■ Task material

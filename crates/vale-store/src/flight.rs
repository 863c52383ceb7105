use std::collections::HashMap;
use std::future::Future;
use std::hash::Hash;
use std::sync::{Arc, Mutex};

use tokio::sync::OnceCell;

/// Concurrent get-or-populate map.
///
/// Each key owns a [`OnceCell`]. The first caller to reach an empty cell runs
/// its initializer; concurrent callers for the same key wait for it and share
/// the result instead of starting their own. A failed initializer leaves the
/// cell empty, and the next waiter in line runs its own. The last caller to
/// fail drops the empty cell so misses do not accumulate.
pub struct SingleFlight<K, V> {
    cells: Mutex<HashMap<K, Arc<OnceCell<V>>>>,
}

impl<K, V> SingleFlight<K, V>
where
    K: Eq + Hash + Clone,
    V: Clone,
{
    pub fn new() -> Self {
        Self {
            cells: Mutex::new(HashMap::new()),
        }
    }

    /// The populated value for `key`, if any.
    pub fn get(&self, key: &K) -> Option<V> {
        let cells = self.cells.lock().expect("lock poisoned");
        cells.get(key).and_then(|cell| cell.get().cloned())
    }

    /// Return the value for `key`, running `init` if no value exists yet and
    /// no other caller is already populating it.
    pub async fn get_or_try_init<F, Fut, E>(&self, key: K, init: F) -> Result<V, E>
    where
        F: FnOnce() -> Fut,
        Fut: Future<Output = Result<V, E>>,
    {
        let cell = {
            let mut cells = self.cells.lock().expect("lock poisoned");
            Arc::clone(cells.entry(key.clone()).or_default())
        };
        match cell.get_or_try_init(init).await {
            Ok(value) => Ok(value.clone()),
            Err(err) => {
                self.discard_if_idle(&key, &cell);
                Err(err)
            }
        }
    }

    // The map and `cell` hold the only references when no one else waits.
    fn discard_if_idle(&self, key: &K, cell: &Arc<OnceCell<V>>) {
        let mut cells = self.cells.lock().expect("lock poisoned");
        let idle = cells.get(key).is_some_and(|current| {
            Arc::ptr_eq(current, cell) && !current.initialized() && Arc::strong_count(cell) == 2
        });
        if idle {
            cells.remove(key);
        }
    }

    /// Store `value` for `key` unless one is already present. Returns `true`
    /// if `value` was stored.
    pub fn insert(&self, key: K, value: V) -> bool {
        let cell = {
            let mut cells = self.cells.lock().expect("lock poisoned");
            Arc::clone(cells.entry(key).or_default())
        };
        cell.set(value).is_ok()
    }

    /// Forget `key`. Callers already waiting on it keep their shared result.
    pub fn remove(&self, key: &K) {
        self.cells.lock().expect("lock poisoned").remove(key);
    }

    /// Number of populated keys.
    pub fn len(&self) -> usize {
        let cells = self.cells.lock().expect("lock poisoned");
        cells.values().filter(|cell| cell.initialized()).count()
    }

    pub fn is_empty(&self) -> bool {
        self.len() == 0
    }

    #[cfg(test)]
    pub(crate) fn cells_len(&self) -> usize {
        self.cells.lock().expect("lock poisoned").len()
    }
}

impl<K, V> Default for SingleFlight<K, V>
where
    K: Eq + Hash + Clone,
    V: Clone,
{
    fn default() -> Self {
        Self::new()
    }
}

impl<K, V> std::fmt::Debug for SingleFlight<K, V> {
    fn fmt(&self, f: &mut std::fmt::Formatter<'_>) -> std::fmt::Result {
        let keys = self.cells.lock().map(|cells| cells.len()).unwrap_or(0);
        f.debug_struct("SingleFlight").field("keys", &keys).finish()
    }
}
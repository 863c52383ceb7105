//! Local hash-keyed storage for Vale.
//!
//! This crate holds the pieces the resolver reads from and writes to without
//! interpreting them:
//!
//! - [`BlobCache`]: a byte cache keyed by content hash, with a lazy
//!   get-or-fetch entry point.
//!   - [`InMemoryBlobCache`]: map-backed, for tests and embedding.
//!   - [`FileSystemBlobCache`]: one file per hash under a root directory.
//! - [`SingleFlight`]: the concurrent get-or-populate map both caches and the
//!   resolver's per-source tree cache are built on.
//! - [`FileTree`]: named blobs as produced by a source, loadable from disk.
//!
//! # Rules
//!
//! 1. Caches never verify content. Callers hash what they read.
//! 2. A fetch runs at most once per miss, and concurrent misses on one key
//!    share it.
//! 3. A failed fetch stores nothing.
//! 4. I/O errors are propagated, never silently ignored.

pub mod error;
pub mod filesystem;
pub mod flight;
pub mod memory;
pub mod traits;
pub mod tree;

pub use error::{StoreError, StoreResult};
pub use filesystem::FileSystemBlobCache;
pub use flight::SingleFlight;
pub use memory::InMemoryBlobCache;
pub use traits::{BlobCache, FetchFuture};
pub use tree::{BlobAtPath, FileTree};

■ Exercise
Gather each line of the records holding the string "keyed".

■ Written solution
//! Local hash-keyed storage for Vale.
//! - [`BlobCache`]: a byte cache keyed by content hash, with a lazy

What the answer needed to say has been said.